American actor (1906–1960)

Lowell Gilmore (December 20, 1906 – January 31, 1960) was an American stage, film, and television actor.

== Life and career ==
Lowell Gilmore first worked as a stage manager on the 1929 Broadway play The First Mrs. Fraser, but got his chance as an actor when he replaced actor Eric Elliott in the play. This was the start to a successful Broadway career in the 1930s with plays such as The Wind and the Rain (1934), The Taming of the Shrew (1935), and Leave Her to Heaven (1940). He made his film debut in Jacques Tourneur's war drama Days of Glory (1944) with Gregory Peck, where he was featured in an extensive role as Peck's second-in-command. His second film role was as painter Basil Hallward in The Picture of Dorian Gray (1945), the film adaption of Oscar Wilde's novel. Other roles include the Duke of Gloucester (the future Richard III) in The Black Arrow (1948) and Eric Masters in the Oscar-winning adventure film King Solomon's Mines (1950).

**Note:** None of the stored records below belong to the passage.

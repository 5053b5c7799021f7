pub mod password;
pub mod pkce;
pub mod request_context;
pub mod validation;

pub use password::{hash_password, verify_password, Password, PasswordHashString};
pub use request_context::RequestContext;
pub use validation::ValidatedJson;

use rand::RngCore;
use sha2::{Digest, Sha256};

/// Generate `n_bytes` of CSPRNG entropy, hex encoded.
pub fn random_hex_token(n_bytes: usize) -> String {
    let mut bytes = vec![0u8; n_bytes];
    rand::thread_rng().fill_bytes(&mut bytes);
    hex::encode(bytes)
}

/// SHA-256 hex digest. Used to derive storage keys for refresh tokens and
/// OTP codes so the raw values never touch the database.
pub fn sha256_hex(input: &str) -> String {
    let mut hasher = Sha256::new();
    hasher.update(input.as_bytes());
    hex::encode(hasher.finalize())
}

#[cfg(test)]
mod tests {
    use super::*;

    #[test]
    fn token_length_and_uniqueness() {
        let a = random_hex_token(16);
        let b = random_hex_token(16);
        assert_eq!(a.len(), 32);
        assert_ne!(a, b);
        assert!(a.chars().all(|c| c.is_ascii_hexdigit()));
    }

    #[test]
    fn sha256_hex_is_stable() {
        assert_eq!(
            sha256_hex("abc"),
            "ba7816bf8f01cfea414140de5dae2223b00361a396177a9cb410ff61f20015ad"
        );
    }
}
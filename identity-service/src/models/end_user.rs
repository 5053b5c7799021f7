//! End-user model - project-scoped accounts.

use chrono::{DateTime, Utc};
use serde::{Deserialize, Serialize};
use sqlx::FromRow;
use utoipa::ToSchema;
use uuid::Uuid;

use super::project::ProviderKind;

/// End-user entity (project-scoped). The same email can hold independent
/// accounts under different projects.
#[derive(Debug, Clone, FromRow)]
pub struct EndUser {
    pub user_id: Uuid,
    pub project_id: Uuid,
    pub email: String,
    pub username: String,
    pub password_hash: Option<String>,
    pub provider: String,
    pub provider_user_id: Option<String>,
    pub avatar_url: Option<String>,
    pub is_verified: bool,
    pub created_utc: DateTime<Utc>,
    pub updated_utc: DateTime<Utc>,
}

impl EndUser {
    /// Create a local (email/password) account, unverified until OTP success.
    pub fn new_local(project_id: Uuid, email: String, username: String, password_hash: String) -> Self {
        let now = Utc::now();
        Self {
            user_id: Uuid::new_v4(),
            project_id,
            email,
            username,
            password_hash: Some(password_hash),
            provider: ProviderKind::Local.as_str().to_string(),
            provider_user_id: None,
            avatar_url: None,
            is_verified: false,
            created_utc: now,
            updated_utc: now,
        }
    }

    /// Create an account from a federated profile. No password is stored.
    pub fn new_federated(
        project_id: Uuid,
        email: String,
        username: String,
        provider: ProviderKind,
        provider_user_id: Option<String>,
        avatar_url: Option<String>,
        is_verified: bool,
    ) -> Self {
        let now = Utc::now();
        Self {
            user_id: Uuid::new_v4(),
            project_id,
            email,
            username,
            password_hash: None,
            provider: provider.as_str().to_string(),
            provider_user_id,
            avatar_url,
            is_verified,
            created_utc: now,
            updated_utc: now,
        }
    }

    pub fn provider_kind(&self) -> Option<ProviderKind> {
        self.provider.parse().ok()
    }

    /// Strip credential material for responses, codes, and event payloads.
    pub fn sanitized(&self) -> SanitizedEndUser {
        SanitizedEndUser {
            user_id: self.user_id,
            project_id: self.project_id,
            email: self.email.clone(),
            username: self.username.clone(),
            provider: self.provider.clone(),
            avatar_url: self.avatar_url.clone(),
            is_verified: self.is_verified,
            created_utc: self.created_utc,
        }
    }
}

/// End user without credential fields. Safe to serialize outward.
#[derive(Debug, Clone, Serialize, Deserialize, ToSchema)]
pub struct SanitizedEndUser {
    pub user_id: Uuid,
    pub project_id: Uuid,
    pub email: String,
    pub username: String,
    pub provider: String,
    pub avatar_url: Option<String>,
    pub is_verified: bool,
    pub created_utc: DateTime<Utc>,
}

Although Gilmore was American, the "suave-looking, wavy-haired supporting actor" often portrayed British characters such as doctors, officers, and gentlemen of rank. His roles often included dapper cads and villains. During the 1950s, he appeared in television series including Alfred Hitchcock Presents and The Jack Benny Program. Gilmore appeared as Pontius Pilate in the television series The Living Christ Series (1951) and the film Day of Triumph (1954). He played his last role in 1958 and died two years later at age 53.

== Filmography (without TV credits) ==

- Days of Glory (1944) - Semyon
- The Picture of Dorian Gray (1945) - Basil Hallward
- Johnny Angel (1945) - Sam Jewell
- Strange Conquest (1946) - Dr. Paul Harris
- Step by Step (1946) - Von Dorn
- The Arnelo Affair (1947) - Dr. Avery Border
- Calcutta (1947) - Eric Lasser
- The Prince of Thieves (1948) - Sir Phillip
- The Black Arrow (1948) - Duke of Gloucester
- Dream Girl (1948) - George Hand
- Walk a Crooked Mile (1948) - Dr. William Forrest
- The Secret Garden (1949) - British Officer
- Sword in the Desert (1949) - Major Stephens
- Fortunes of Captain Blood (1950) - George Fairfax
- Rogues of Sherwood Forest (1950) - Count of Flanders
- Tripoli (1950) - Lieutenant Tripp
- King Solomon's Mines (1950) - Eric Masters
- Darling, How Could You! (1951) - Aubrey Quayne
- The Highwayman (1951) - Oglethorpe
- Roadblock (1951) - Kendall Webb
- The Living Christ Series (1951) - Pontius Pilate
- Hong Kong (1952) - Danton
- Lone Star (1952) - Captain Elliott
- Plymouth Adventure (1952) - Edward Winslow
- Androcles and the Lion (1952) - Metellus
- Francis Covers the Big Town (1953) - Jefferson 'JG' Garnet
- Sailor of the King (1953) - Emissary of the King - USA version (uncredited)
- I Beheld His Glory (1953, TV Series) - Pontius Pilate
- Saskatchewan (1954) - Banks
- Day of Triumph (1954) - Pontius Pilate
- Ma and Pa Kettle at Waikiki (1955) - Robert Coates
- The Sea Chase (1955) - Captain Evans
- Blood Alley (1955) - British Officer (uncredited)
- Comanche (1956) - Commissioner Ward
- Jeanne Eagels (1957) - Rev. Davidson in 'Rain' (uncredited)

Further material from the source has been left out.